On November 12, the workers of Cosep – at the time some twenty names on its payroll – were summoned to a meeting in the office without knowing in advance why they had been summoned by María José Villavicencio, until that moment, executive director of Cosep.


Confidencial learned that, during the meeting, the workers were presented with the outlook of the Superior Council – subjected not only to attacks and political pressures, but also to great financial limitations – informing them that twelve of them would be dismissed but not telling them who.

For the next three hours, staff stood at their desks, waiting to be called to management, while speculating among themselves who would and would not be fired.

In the end, twelve of the twenty knew they had less than three weeks of job security left, and that they could start looking for another job. Several of them had already left the country or were making plans to leave before the siege to which they were subjected, after the arbitrary detention of the president of Cosep, Michael Healy, and the vice president of Cosep and president of the Union of Producers of Nicaragua (Upanic), Alvaro Vargas, on October 21. An act that also led to the resignation of two chamber presidents in the following days.

The result was that all the staff of the Press, Economic, Legal, and Administrative areas were let go, and only one accounting assistant (the accountant was also fired), an assistant to support the presidency, and the new director, Eduardo Fonseca, plus a gardener, a janitor, and two drivers, remained working.

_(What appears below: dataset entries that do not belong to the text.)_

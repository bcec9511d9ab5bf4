use std::sync::Arc;

use poise::CreateReply;
use serenity::all::ChannelId;
use tracing::info;

use super::*;
use crate::commands::music::utils::embedded_messages::{self, ChannelNotifier};
use crate::commands::music::utils::session_manager::{MusicError, PlayOutcome};
use crate::utils::database;

/// Play a track from a link (YouTube, Spotify, SoundCloud) or a search query
#[poise::command(slash_command, category = "Music")]
pub async fn play(
    ctx: Context<'_>,
    #[description = "URL or search query"] query: String,
) -> CommandResult {
    info!("Received play command with query: {}", query);
    let guild_id = ctx.guild_id().ok_or_else(|| {
        Box::new(MusicError::NotInGuild) as Box<dyn std::error::Error + Send + Sync>
    })?;

    let settings = database::guild_settings_or_default(guild_id);
    if !settings.enabled {
        ctx.send(
            CreateReply::default()
                .embed(embedded_messages::error_embed(
                    "Music playback is disabled in this server",
                ))
                .ephemeral(true),
        )
        .await?;
        return Ok(());
    }

    // Resolution can take a while; acknowledge first.
    ctx.defer().await?;

    // Playback UI goes to the configured channel when one is bound.
    let feedback_channel = settings
        .channel_id
        .map(ChannelId::new)
        .unwrap_or_else(|| ctx.channel_id());
    let events = Arc::new(ChannelNotifier::new(
        ctx.serenity_context().http.clone(),
        feedback_channel,
    ));

    let outcome = ctx
        .data()
        .registry
        .play(
            ctx.serenity_context(),
            guild_id,
            ctx.author().id,
            ctx.author().name.clone(),
            feedback_channel,
            &query,
            events,
        )
        .await;

    let reply = match outcome {
        PlayOutcome::NowPlaying { track, .. } => {
            CreateReply::default().embed(embedded_messages::now_playing(&track, None))
        }
        PlayOutcome::Queued { track, position } => {
            CreateReply::default().embed(embedded_messages::added_to_queue(&track, position))
        }
        PlayOutcome::CollectionQueued {
            name,
            total,
            started,
        } => CreateReply::default().embed(embedded_messages::collection_queued(
            &name, total, started,
        )),
        PlayOutcome::NoResults { query } => CreateReply::default()
            .embed(embedded_messages::error_embed(format!(
                "No results found for `{}`",
                query
            )))
            .ephemeral(true),
        PlayOutcome::Unsupported => CreateReply::default()
            .embed(embedded_messages::error_embed(
                "That link is not from a supported source",
            ))
            .ephemeral(true),
        PlayOutcome::Disabled => CreateReply::default()
            .embed(embedded_messages::error_embed(
                "Music playback is temporarily disabled, please try again later",
            ))
            .ephemeral(true),
        PlayOutcome::NotInVoiceChannel => CreateReply::default()
            .embed(embedded_messages::error_embed(
                "You need to be in a voice channel",
            ))
            .ephemeral(true),
        PlayOutcome::MissingPermissions => CreateReply::default()
            .embed(embedded_messages::error_embed(
                "I lack permission to join or speak in your voice channel",
            ))
            .ephemeral(true),
        PlayOutcome::JoinFailed { reason } => CreateReply::default().embed(
            embedded_messages::error_embed(format!("Failed to join voice channel: {}", reason)),
        ),
        PlayOutcome::ResolveFailed { reason } => CreateReply::default().embed(
            embedded_messages::error_embed(format!("Failed to process the request: {}", reason)),
        ),
    };

    ctx.send(reply).await?;
    Ok(())
}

Some workers who had already reached the corresponding age took the opportunity to retire, and there were also some immediate resignations. Given the economic limitations of the organization, employees were informed that settlements will be delivered in parts, according to the agreements made with each one.

Financial difficulties and an uncertain future

The beautiful courtyard lined with arches and columns that converge at a simple fountain inside the Cosep headquarters now remains almost empty. However, three officials – the director of one of its chambers, a former president of another chamber, and a sitting president – recall what that professional organization was like in the past.

“We are facing an uncertain and very complicated future,” acknowledged the president of an affiliated chamber who requested to omit his identity to avoid reprisals such as those suffered by other colleagues.

“For some time, the chambers have had difficulties covering their own expenses including the payment of their monthly fees, which affected the ability of Cosep to cover its own administrative costs,” explained the director.

“The availability of resources is very limited. The government wants to see Cosep gone, and that’s why we were sure that after arresting Michael and Alvaro they were going to make a de facto direct intervention in all our affairs including the financial ones,” he admitted.

April 2018 brought major changes

Before April 2018 things were different. Cosep maintained an alliance with the regime that was even documented in the Political Constitution as the “consensus model.” This model was destroyed by the bloody consequences of Ortega’s repression against the social outbreak at that time, in which Cosep joined the citizen demands for justice, freedom and democracy.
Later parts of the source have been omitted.